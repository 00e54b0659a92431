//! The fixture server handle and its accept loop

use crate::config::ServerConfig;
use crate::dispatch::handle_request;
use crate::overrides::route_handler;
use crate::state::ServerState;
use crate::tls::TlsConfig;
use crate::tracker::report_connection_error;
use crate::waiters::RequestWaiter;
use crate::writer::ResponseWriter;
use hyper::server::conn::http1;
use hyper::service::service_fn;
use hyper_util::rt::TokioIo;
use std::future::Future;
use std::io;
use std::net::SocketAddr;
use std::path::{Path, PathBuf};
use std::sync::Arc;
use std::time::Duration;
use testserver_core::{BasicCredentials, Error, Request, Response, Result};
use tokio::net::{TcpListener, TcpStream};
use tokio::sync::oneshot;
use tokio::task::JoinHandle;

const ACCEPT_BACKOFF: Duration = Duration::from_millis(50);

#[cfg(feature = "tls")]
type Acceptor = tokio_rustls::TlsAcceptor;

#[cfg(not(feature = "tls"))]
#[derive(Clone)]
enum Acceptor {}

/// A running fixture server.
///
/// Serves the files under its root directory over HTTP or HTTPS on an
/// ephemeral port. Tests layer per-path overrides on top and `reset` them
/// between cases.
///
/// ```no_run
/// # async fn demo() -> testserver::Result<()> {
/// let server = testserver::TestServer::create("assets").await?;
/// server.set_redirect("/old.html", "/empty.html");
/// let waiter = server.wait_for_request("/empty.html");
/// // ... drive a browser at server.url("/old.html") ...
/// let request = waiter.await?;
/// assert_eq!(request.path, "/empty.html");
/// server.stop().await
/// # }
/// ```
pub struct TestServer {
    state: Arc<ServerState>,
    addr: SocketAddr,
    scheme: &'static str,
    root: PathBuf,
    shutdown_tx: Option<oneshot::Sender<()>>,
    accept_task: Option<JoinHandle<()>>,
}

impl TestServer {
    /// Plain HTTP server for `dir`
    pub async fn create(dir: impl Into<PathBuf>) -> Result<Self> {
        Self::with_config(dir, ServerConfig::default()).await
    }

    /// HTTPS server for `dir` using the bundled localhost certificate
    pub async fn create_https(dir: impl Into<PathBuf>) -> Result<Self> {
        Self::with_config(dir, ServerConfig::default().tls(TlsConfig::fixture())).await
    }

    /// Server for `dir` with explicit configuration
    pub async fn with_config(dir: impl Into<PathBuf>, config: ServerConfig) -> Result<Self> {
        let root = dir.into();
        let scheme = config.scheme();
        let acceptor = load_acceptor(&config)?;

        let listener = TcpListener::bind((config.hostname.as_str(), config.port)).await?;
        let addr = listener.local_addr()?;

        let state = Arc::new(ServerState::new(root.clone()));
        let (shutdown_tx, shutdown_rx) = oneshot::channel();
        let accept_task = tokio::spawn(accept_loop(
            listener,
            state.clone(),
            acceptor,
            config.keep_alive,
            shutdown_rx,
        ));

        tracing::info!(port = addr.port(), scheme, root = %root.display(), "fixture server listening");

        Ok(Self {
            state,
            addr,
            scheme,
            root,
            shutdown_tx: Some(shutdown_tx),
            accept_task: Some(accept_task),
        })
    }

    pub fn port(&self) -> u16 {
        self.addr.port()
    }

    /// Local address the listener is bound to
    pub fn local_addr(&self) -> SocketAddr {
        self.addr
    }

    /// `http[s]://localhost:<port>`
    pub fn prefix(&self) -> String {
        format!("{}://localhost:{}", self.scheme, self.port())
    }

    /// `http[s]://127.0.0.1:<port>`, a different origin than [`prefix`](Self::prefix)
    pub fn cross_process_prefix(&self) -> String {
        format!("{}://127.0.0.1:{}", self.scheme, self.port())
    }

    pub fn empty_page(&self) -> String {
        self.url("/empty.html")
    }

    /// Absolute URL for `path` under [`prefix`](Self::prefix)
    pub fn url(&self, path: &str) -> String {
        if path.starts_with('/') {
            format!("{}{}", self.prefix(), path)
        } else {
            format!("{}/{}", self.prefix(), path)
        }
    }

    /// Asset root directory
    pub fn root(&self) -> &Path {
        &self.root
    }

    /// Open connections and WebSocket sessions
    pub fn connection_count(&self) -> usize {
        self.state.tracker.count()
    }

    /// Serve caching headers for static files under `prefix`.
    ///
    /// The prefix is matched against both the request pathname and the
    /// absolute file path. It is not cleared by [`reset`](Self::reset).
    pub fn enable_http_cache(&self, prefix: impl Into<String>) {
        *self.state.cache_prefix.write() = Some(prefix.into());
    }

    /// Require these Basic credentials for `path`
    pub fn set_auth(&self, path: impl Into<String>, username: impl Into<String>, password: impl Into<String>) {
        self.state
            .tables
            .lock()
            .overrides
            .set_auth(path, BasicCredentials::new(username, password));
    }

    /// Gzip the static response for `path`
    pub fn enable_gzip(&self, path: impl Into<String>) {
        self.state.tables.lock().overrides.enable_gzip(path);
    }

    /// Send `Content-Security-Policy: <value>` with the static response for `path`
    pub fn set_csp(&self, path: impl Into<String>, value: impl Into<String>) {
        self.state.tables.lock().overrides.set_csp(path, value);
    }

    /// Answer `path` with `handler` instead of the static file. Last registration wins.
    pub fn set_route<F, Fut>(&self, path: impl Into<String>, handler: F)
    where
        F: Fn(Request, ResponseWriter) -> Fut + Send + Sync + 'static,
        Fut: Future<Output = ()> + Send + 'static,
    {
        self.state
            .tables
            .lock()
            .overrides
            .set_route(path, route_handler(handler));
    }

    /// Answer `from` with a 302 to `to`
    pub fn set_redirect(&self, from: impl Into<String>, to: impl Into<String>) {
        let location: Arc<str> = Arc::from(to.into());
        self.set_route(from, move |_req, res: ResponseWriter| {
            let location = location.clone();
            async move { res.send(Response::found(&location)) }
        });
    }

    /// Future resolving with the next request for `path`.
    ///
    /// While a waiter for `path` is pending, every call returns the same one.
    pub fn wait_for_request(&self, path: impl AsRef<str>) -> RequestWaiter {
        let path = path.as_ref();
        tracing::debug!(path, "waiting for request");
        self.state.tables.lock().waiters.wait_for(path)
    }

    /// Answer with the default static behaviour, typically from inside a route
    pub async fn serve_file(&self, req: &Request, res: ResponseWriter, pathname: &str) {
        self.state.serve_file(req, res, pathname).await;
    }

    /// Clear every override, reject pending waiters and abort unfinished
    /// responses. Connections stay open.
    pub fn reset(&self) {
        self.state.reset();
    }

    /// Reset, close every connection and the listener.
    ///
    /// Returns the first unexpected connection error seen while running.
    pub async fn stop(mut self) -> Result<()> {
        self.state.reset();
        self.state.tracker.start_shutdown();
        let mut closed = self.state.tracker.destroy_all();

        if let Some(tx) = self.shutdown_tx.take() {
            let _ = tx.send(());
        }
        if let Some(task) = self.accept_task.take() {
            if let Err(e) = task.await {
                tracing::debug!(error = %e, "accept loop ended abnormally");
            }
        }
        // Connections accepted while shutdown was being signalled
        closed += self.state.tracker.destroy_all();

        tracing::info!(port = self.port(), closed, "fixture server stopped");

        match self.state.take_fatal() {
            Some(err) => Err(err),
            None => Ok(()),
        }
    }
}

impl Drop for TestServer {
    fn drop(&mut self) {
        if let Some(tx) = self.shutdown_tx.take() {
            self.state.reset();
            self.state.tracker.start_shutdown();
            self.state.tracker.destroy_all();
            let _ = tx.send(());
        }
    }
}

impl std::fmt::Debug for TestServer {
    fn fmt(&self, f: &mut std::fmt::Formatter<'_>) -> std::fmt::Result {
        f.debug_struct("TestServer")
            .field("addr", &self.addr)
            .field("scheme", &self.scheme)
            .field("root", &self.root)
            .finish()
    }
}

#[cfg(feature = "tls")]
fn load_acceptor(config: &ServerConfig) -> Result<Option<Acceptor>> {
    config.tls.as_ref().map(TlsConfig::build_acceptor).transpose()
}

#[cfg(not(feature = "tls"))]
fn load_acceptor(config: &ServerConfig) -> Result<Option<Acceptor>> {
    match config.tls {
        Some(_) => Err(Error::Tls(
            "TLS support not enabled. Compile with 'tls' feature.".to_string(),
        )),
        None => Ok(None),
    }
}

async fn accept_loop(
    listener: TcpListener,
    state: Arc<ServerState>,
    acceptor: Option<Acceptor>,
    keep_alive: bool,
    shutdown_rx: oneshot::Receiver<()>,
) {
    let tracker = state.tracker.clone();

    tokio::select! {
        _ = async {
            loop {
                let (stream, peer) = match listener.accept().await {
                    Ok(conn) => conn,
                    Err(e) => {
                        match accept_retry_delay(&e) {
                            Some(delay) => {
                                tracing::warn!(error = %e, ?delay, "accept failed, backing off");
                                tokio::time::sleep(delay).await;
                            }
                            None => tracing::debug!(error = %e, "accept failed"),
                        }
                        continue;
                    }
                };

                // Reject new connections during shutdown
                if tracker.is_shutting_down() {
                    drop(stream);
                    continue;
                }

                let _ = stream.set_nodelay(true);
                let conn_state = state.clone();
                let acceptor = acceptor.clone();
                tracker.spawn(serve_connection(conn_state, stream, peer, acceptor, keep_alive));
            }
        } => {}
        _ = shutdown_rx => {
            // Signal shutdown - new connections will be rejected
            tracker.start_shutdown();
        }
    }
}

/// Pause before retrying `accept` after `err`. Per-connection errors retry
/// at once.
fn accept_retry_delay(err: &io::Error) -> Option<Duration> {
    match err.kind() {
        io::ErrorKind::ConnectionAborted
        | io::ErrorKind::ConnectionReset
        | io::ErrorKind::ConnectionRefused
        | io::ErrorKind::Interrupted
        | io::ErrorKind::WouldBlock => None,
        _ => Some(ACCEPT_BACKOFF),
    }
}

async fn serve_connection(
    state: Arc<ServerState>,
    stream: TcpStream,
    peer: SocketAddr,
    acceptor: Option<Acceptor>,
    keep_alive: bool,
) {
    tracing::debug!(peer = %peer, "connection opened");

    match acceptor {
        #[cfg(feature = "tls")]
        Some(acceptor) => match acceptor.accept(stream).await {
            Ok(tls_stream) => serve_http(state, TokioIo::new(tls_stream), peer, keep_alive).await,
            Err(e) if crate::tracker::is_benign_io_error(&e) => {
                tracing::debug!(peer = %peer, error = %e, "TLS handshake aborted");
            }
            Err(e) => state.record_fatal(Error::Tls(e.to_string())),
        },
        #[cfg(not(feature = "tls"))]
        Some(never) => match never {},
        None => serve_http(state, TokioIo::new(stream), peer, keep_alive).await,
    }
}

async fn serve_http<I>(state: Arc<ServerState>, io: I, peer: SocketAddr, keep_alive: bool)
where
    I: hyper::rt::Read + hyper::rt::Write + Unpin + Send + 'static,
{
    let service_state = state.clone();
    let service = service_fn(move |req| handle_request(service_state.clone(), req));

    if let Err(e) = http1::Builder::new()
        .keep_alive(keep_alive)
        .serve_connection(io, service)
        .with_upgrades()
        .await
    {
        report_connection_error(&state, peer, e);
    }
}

#####

Search the entries above for the string "field". Copy each line that holds it.

            .field("addr", &self.addr)
            .field("scheme", &self.scheme)
            .field("root", &self.root)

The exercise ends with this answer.